The Ivor Novello song that emerges as the theme song of this movie is a throwaway, disposable romantic trifle of a song, but in the course of Altman's treatment of this script it becomes a deeply moving, deeply felt and tragic theme. Helen Mirren, near the end, delivers the knock-out punch, but in so doing she builds on detail after telling detail added by each cast member. Kelly McDonald, playing a novice maid, new servant to a snobbish anti-Semitic aristocrat, serves as the instrument by which the mystery of the relationships below stairs, and of the murder above, is revealed. The murder is used as what Alfred Hitchcock called a McGuffin: a plot device by which the characters can be revealed. Jeremy Northam is splendid as Novello.
The movie opens a bit slowly and the viewer has to pay close attention to all of the interaction of the characters. However, the movie eventually finds itself in the drawing room ''whodunit'' genre. The characters are very real, and their portrayal of the relationship between master and servant convincing. And in the spirit of any good mystery, the elements of revenge, jealousy, and motive are plenty.
I loved this movie. The cast was wonderful and the plot had interesting twists and turns. The only problem I had with it was that at times I couldn't understand what they were saying. I would have to go back over the conversation again to hear it clearly.

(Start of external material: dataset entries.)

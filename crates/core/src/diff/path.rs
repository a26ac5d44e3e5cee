//! Path keys addressing nodes in a contract

use serde::{Serialize, Serializer};
use std::fmt;

/// Dot-rendered address of a node, e.g. `models.orders.fields.order_id`
///
/// Keys are built from names only, so two independently loaded documents
/// produce the same key for the same node regardless of declaration order.
/// Ordering is segment-wise lexicographic.
#[derive(Debug, Clone, PartialEq, Eq, PartialOrd, Ord, Hash)]
pub struct PathKey(Vec<String>);

impl PathKey {
    /// Single-segment key
    pub fn root(segment: impl Into<String>) -> Self {
        Self(vec![segment.into()])
    }

    /// Key of a child node
    pub fn child(&self, segment: impl Into<String>) -> Self {
        let mut segments = self.0.clone();
        segments.push(segment.into());
        Self(segments)
    }

    pub fn segments(&self) -> &[String] {
        &self.0
    }

    pub fn depth(&self) -> usize {
        self.0.len()
    }

    /// Proper ancestors, nearest first
    pub fn ancestors(&self) -> impl Iterator<Item = PathKey> + '_ {
        (1..self.0.len())
            .rev()
            .map(|len| PathKey(self.0[..len].to_vec()))
    }

    /// Check whether `self` is a proper ancestor of `other`
    pub fn is_ancestor_of(&self, other: &PathKey) -> bool {
        self.0.len() < other.0.len() && other.0.starts_with(&self.0)
    }
}

impl fmt::Display for PathKey {
    fn fmt(&self, f: &mut fmt::Formatter<'_>) -> fmt::Result {
        f.write_str(&self.0.join("."))
    }
}

impl Serialize for PathKey {
    fn serialize<S: Serializer>(&self, serializer: S) -> Result<S::Ok, S::Error> {
        serializer.collect_str(self)
    }
}
//! Logging initialization
//!
//! Logs go to stderr so they never mix with rendered output on stdout.

use std::sync::Once;
use tracing_subscriber::EnvFilter;

static INIT_ONCE: Once = Once::new();

const DEFAULT_FILTER: &str = "datacontract=warn";
const VERBOSE_FILTER: &str = "datacontract=debug";

/// Install the fmt subscriber
///
/// `RUST_LOG` takes effect unless `verbose` is set.
pub fn init(verbose: bool) {
    INIT_ONCE.call_once(|| {
        let _ = tracing_subscriber::fmt()
            .with_env_filter(filter(verbose, std::env::var("RUST_LOG").ok()))
            .with_writer(std::io::stderr)
            .with_target(false)
            .try_init();
    });
}

fn filter(verbose: bool, env: Option<String>) -> EnvFilter {
    if verbose {
        return EnvFilter::new(VERBOSE_FILTER);
    }
    env.and_then(|directives| EnvFilter::try_new(directives).ok())
        .unwrap_or_else(|| EnvFilter::new(DEFAULT_FILTER))
}

#[cfg(test)]
mod tests {
    use super::*;

    #[test]
    fn test_filter_selection() {
        assert_eq!(filter(true, Some("trace".into())).to_string(), VERBOSE_FILTER);
        assert_eq!(filter(false, None).to_string(), DEFAULT_FILTER);
        assert_eq!(
            filter(false, Some("datacontract_core=info".into())).to_string(),
            "datacontract_core=info"
        );
    }

    #[test]
    fn test_init_twice() {
        init(false);
        init(true);
    }
}
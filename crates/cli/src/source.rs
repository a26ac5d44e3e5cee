//! Contract input loading

use crate::error::CliError;
use datacontract_core::{Contract, ContractLoader};
use std::io::Read;
use tracing::debug;

const STDIN: &str = "-";

/// Load a contract from a path, URL or stdin
pub fn load_contract(loader: &ContractLoader, location: &str) -> Result<Contract, CliError> {
    let result = if location == STDIN {
        let mut content = String::new();
        std::io::stdin()
            .read_to_string(&mut content)
            .map_err(|e| CliError::Stdin(e.to_string()))?;
        loader.load_str(&content)
    } else {
        loader.load(location)
    };
    result.map_err(|error| CliError::Load {
        location: location.to_string(),
        error,
    })
}

/// Load both versions of a contract in parallel
pub fn load_pair(
    loader: &ContractLoader,
    old: &str,
    new: &str,
) -> Result<(Contract, Contract), CliError> {
    if old == STDIN && new == STDIN {
        return Err(CliError::InvalidArgument(
            "only one contract can be read from stdin".to_string(),
        ));
    }

    debug!("Loading {} and {}", old, new);
    let (old_contract, new_contract) = rayon::join(
        || load_contract(loader, old),
        || load_contract(loader, new),
    );
    Ok((old_contract?, new_contract?))
}
#[cfg(test)]
mod tests {
    use super::*;
    use crate::diff::index::ContractIndex;
    use crate::diff::compare::compare;
    use crate::models::{Constraints, Contract, DataType, Field, Model};
    use std::collections::HashSet;

    fn classify_fields(old: Vec<Field>, new: Vec<Field>) -> Vec<(&'static str, Severity)> {
        let old =
            Contract::new("urn:o", "O", "1").with_model(Model::new("orders").with_fields(old));
        let new =
            Contract::new("urn:o", "O", "1").with_model(Model::new("orders").with_fields(new));
        let config = ChangelogConfig::default();
        let classifier = Classifier::new(&config);
        compare(&ContractIndex::build(&old), &ContractIndex::build(&new))
            .changes
            .into_iter()
            .map(|c| {
                let classified = classifier.classify(c);
                (classified.rule_id(), classified.severity)
            })
            .collect()
    }

    #[test]
    fn test_severity_order() {
        assert!(Severity::Info < Severity::Warning);
        assert!(Severity::Warning < Severity::Breaking);
        assert_eq!("WARNING".parse::<Severity>(), Ok(Severity::Warning));
        assert!("fatal".parse::<Severity>().is_err());
    }

    #[test]
    fn test_rule_ids_share_one_severity() {
        let mut seen = std::collections::HashMap::new();
        for rule in RULES {
            let severity = seen.entry(rule.id).or_insert(rule.severity);
            assert_eq!(*severity, rule.severity, "rule {}", rule.id);
        }
        let unique: HashSet<&str> = RULES.iter().map(|r| r.id).collect();
        assert!(unique.len() >= 40);
    }

    #[test]
    fn test_type_widened_vs_changed() {
        assert_eq!(
            classify_fields(
                vec![Field::scalar("id", DataType::Int)],
                vec![Field::scalar("id", DataType::Long)]
            ),
            vec![("field-type-widened", Severity::Warning)]
        );
        assert_eq!(
            classify_fields(
                vec![Field::scalar("id", DataType::Long)],
                vec![Field::scalar("id", DataType::Int)]
            ),
            vec![("field-type-changed", Severity::Breaking)]
        );
    }

    #[test]
    fn test_added_field_by_nullability() {
        let added = classify_fields(
            vec![],
            vec![
                Field::scalar("notes", DataType::String),
                Field::scalar("region", DataType::String).with_required(true),
                Field::scalar("status", DataType::String)
                    .with_required(true)
                    .with_default(serde_json::json!("new")),
            ],
        );
        assert_eq!(
            added,
            vec![
                ("field-added-optional", Severity::Warning),
                ("field-added-required", Severity::Breaking),
                ("field-added-optional", Severity::Warning),
            ]
        );
    }

    #[test]
    fn test_constraint_directions() {
        let with_max = |max| {
            Field::scalar("code", DataType::String).with_constraints(Constraints {
                max_length: Some(max),
                ..Default::default()
            })
        };
        assert_eq!(
            classify_fields(vec![with_max(20)], vec![with_max(10)]),
            vec![("field-constraints-tightened", Severity::Warning)]
        );
        assert_eq!(
            classify_fields(vec![with_max(10)], vec![with_max(20)]),
            vec![("field-constraints-relaxed", Severity::Warning)]
        );

        let old = Field::scalar("code", DataType::String).with_constraints(Constraints {
            max_length: Some(10),
            pattern: Some("^[A-Z]+$".to_string()),
            ..Default::default()
        });
        let new = Field::scalar("code", DataType::String).with_constraints(Constraints {
            max_length: Some(20),
            pattern: Some("^[0-9]+$".to_string()),
            ..Default::default()
        });
        assert_eq!(
            classify_fields(vec![old], vec![new]),
            vec![("field-constraints-changed", Severity::Breaking)]
        );
    }

    #[test]
    fn test_severity_override() {
        let old = Contract::new("urn:o", "O", "1").with_model(Model::new("orders"));
        let new = Contract::new("urn:o", "O", "1");
        let config = ChangelogConfig::builder()
            .severity_override("model-removed", Severity::Warning)
            .build();
        let classifier = Classifier::new(&config);
        let changes = compare(&ContractIndex::build(&old), &ContractIndex::build(&new)).changes;
        let classified = classifier.classify(changes[0].clone());
        assert_eq!(classified.rule_id(), "model-removed");
        assert_eq!(classified.severity, Severity::Warning);
    }

    #[test]
    fn test_type_description() {
        let old = Contract::new("urn:o", "O", "1")
            .with_model(Model::new("orders").with_field(Field::scalar("id", DataType::Int)));
        let new = Contract::new("urn:o", "O", "1")
            .with_model(Model::new("orders").with_field(Field::scalar("id", DataType::String)));
        let config = ChangelogConfig::default();
        let changes = compare(&ContractIndex::build(&old), &ContractIndex::build(&new)).changes;
        let classified = Classifier::new(&config).classify(changes[0].clone());
        assert_eq!(classified.description(), "Field type changed from int to string");
    }
}
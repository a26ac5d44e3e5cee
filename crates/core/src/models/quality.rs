//! Quality rules attached to contracts, models and fields

use super::relation::Relation;
use serde::{Deserialize, Serialize};
use std::collections::BTreeMap;
use std::fmt;

/// Kind of a quality rule
///
/// The set is closed: the loader rejects metrics it does not know.
#[derive(Debug, Clone, Copy, PartialEq, Eq, PartialOrd, Ord, Hash, Serialize, Deserialize)]
#[serde(rename_all = "snake_case")]
pub enum QualityKind {
    /// Bound on the number of rows
    RowCount,
    /// Bound on the number (or percentage) of null values
    NullValues,
    /// Bound on the number of missing values (null or configured sentinels)
    MissingValues,
    /// Bound on duplicated values (uniqueness)
    DuplicateValues,
    /// Bound on values outside the valid set or pattern
    InvalidValues,
    /// Maximum age of the newest record
    Freshness,
    /// Custom SQL expression with a bound on its result
    Sql,
    /// Free text expectation, not executable
    Text,
    /// Engine-specific specification (SodaCL, Great Expectations, ...)
    Custom,
}

impl QualityKind {
    /// Path segment used for unnamed rules of this kind
    pub fn as_str(&self) -> &'static str {
        match self {
            QualityKind::RowCount => "row_count",
            QualityKind::NullValues => "null_values",
            QualityKind::MissingValues => "missing_values",
            QualityKind::DuplicateValues => "duplicate_values",
            QualityKind::InvalidValues => "invalid_values",
            QualityKind::Freshness => "freshness",
            QualityKind::Sql => "sql",
            QualityKind::Text => "text",
            QualityKind::Custom => "custom",
        }
    }

    /// Resolve a metric name as written in contract documents
    ///
    /// Accepts both camelCase (`rowCount`) and snake_case (`row_count`).
    pub fn from_metric(metric: &str) -> Option<Self> {
        let normalized: String = metric
            .chars()
            .filter(|c| *c != '_' && *c != '-')
            .collect::<String>()
            .to_ascii_lowercase();
        let kind = match normalized.as_str() {
            "rowcount" => QualityKind::RowCount,
            "nullvalues" => QualityKind::NullValues,
            "missingvalues" => QualityKind::MissingValues,
            "duplicatevalues" => QualityKind::DuplicateValues,
            "invalidvalues" => QualityKind::InvalidValues,
            "freshness" => QualityKind::Freshness,
            _ => return None,
        };
        Some(kind)
    }
}

impl fmt::Display for QualityKind {
    fn fmt(&self, f: &mut fmt::Formatter<'_>) -> fmt::Result {
        f.write_str(self.as_str())
    }
}

/// One end of a threshold interval
#[derive(Debug, Clone, Copy, PartialEq, Serialize, Deserialize)]
pub struct Bound {
    pub value: f64,
    pub inclusive: bool,
}

impl Bound {
    pub fn inclusive(value: f64) -> Self {
        Self {
            value,
            inclusive: true,
        }
    }

    pub fn exclusive(value: f64) -> Self {
        Self {
            value,
            inclusive: false,
        }
    }

    fn scaled(self, factor: f64) -> Self {
        Self {
            value: self.value * factor,
            ..self
        }
    }
}

/// Interval of accepted metric values
///
/// Built from the `mustBe*` keywords of a rule. An empty threshold accepts
/// every value.
#[derive(Debug, Clone, Copy, PartialEq, Default, Serialize, Deserialize)]
pub struct Threshold {
    #[serde(skip_serializing_if = "Option::is_none")]
    pub lower: Option<Bound>,
    #[serde(skip_serializing_if = "Option::is_none")]
    pub upper: Option<Bound>,
}

impl Threshold {
    /// Threshold accepting exactly one value
    pub fn exactly(value: f64) -> Self {
        Self {
            lower: Some(Bound::inclusive(value)),
            upper: Some(Bound::inclusive(value)),
        }
    }

    pub fn at_least(value: f64) -> Self {
        Self {
            lower: Some(Bound::inclusive(value)),
            upper: None,
        }
    }

    pub fn at_most(value: f64) -> Self {
        Self {
            lower: None,
            upper: Some(Bound::inclusive(value)),
        }
    }

    pub fn greater_than(value: f64) -> Self {
        Self {
            lower: Some(Bound::exclusive(value)),
            upper: None,
        }
    }

    pub fn less_than(value: f64) -> Self {
        Self {
            lower: None,
            upper: Some(Bound::exclusive(value)),
        }
    }

    pub fn between(low: f64, high: f64) -> Self {
        Self {
            lower: Some(Bound::inclusive(low)),
            upper: Some(Bound::inclusive(high)),
        }
    }

    /// Check whether the threshold places no restriction
    pub fn is_unbounded(&self) -> bool {
        self.lower.is_none() && self.upper.is_none()
    }

    /// Check whether no value can satisfy the threshold
    pub fn is_empty(&self) -> bool {
        match (self.lower, self.upper) {
            (Some(l), Some(u)) => {
                l.value > u.value || (l.value == u.value && !(l.inclusive && u.inclusive))
            }
            _ => false,
        }
    }

    /// Multiply both ends (used to normalize time units)
    pub fn scaled(self, factor: f64) -> Self {
        Self {
            lower: self.lower.map(|b| b.scaled(factor)),
            upper: self.upper.map(|b| b.scaled(factor)),
        }
    }

    /// How `new` relates to `self` as a set of accepted values
    pub fn relation_to(&self, new: &Threshold) -> Relation {
        bound_relation(self.lower, new.lower, true).combine(bound_relation(
            self.upper,
            new.upper,
            false,
        ))
    }
}

/// Keep the tighter of two bounds on the same side of an interval
pub(crate) fn tighter(current: Option<Bound>, candidate: Bound, is_lower: bool) -> Option<Bound> {
    let Some(current) = current else {
        return Some(candidate);
    };
    let keep_current = if current.value == candidate.value {
        !current.inclusive
    } else if is_lower {
        current.value > candidate.value
    } else {
        current.value < candidate.value
    };
    Some(if keep_current { current } else { candidate })
}

/// Relation of two optional bounds, a missing bound is unbounded
pub(crate) fn bound_relation(old: Option<Bound>, new: Option<Bound>, is_lower: bool) -> Relation {
    match (old, new) {
        (None, None) => Relation::Equal,
        (None, Some(_)) => Relation::Narrower,
        (Some(_), None) => Relation::Wider,
        (Some(o), Some(n)) => compare_bounds(o, n, is_lower),
    }
}

/// Compare two bounds on the same side of an interval
fn compare_bounds(old: Bound, new: Bound, is_lower: bool) -> Relation {
    if old.value == new.value {
        return match (old.inclusive, new.inclusive) {
            (a, b) if a == b => Relation::Equal,
            (true, false) => Relation::Narrower,
            _ => Relation::Wider,
        };
    }
    let raised = match new.value.partial_cmp(&old.value) {
        Some(std::cmp::Ordering::Greater) => true,
        Some(_) => false,
        None => return Relation::Incomparable,
    };
    // raising a lower bound or lowering an upper bound narrows the interval
    if raised == is_lower {
        Relation::Narrower
    } else {
        Relation::Wider
    }
}

/// A quality rule (contract, model or field level)
#[derive(Debug, Clone, PartialEq, Serialize, Deserialize)]
#[serde(rename_all = "camelCase")]
pub struct QualityRule {
    /// Optional unique name; named rules are addressed by name when diffing
    #[serde(skip_serializing_if = "Option::is_none")]
    pub name: Option<String>,
    /// Rule kind
    pub kind: QualityKind,
    /// Accepted interval for the rule metric
    #[serde(default, skip_serializing_if = "Threshold::is_unbounded")]
    pub threshold: Threshold,
    /// Human readable description
    #[serde(skip_serializing_if = "Option::is_none")]
    pub description: Option<String>,
    /// Kind-specific parameters (query, engine, unit, ...), compared opaquely
    #[serde(default, skip_serializing_if = "BTreeMap::is_empty")]
    pub params: BTreeMap<String, serde_json::Value>,
}

impl QualityRule {
    /// Create a new rule of the given kind with no threshold
    pub fn new(kind: QualityKind) -> Self {
        Self {
            name: None,
            kind,
            threshold: Threshold::default(),
            description: None,
            params: BTreeMap::new(),
        }
    }

    /// Set the name
    pub fn with_name(mut self, name: impl Into<String>) -> Self {
        self.name = Some(name.into());
        self
    }

    /// Set the threshold
    pub fn with_threshold(mut self, threshold: Threshold) -> Self {
        self.threshold = threshold;
        self
    }

    /// Set the description
    pub fn with_description(mut self, description: impl Into<String>) -> Self {
        self.description = Some(description.into());
        self
    }

    /// Add a parameter
    pub fn with_param(mut self, key: impl Into<String>, value: serde_json::Value) -> Self {
        self.params.insert(key.into(), value);
        self
    }
}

I bought the DVD before renting it and I'm not sorry I did. I've watched this flick over and over again and everytime I see something that I missed before. One of my absolute favorites. You might need to watch it with subtitles the first go around - the dialect is a little strong.
WOW! I didn't think I'd like this movie at all! Before my friend bought it he said it was two and a half hours long, but that it was suppose to be like clue. When i heard two and a half hours long I was like ''oh great''. And now look at me! I'm about to buy a copy for myself! Based on an ''idea'', this movie is absolutely gorgeous! The costume design is beautifully subtle, the characters are well developed even though this is a really large ensemble cast. The plot and story line is written so well I wish i had wrote it! I really don't want to detail the story line- just watch it! Yeah it's long- but trust me you will not be wasting two and a half hours of your life watching it!
I was really impressed with the movie not only because of the plot but also because of the combination of Maggie Smith and Kristin Scott Thomas.
In the midst of a stereotypical 1930s British shooting party, the host turns up dead. Stephan Fry is the bumbling detective who leads the half-hearted investigation while the guests and servants attempt to deal with each other and their secrets. As a result, the movie plumbs the psyches of victims, witnesses, and murderers alike. It's a profound look at motives for lying, leaving, and killing, as well as class dynamics. If you're looking for a feel good period romance film, there are better choices; however, it is a must-see for those who want to see both sides of the story: upstairs, downstairs; murderer, victim. Be sure to watch this one more than once! The entanglements of so many people with so many secrets makes it hard to appreciate the intricacies of the characters, plots, and period atmosphere in just one viewing.
This movie was one of the best movies I've ever seen. The plot and story was incredible, there were so many subtle nuances that you had to actually ''think'' while watching the movie. Though it is a story about rich people on a hunting weekend, themes include class discrimination, sexual issues and murder. Costumes were great, actors were great plus its got Ryan Phillipe!!! Don't miss it.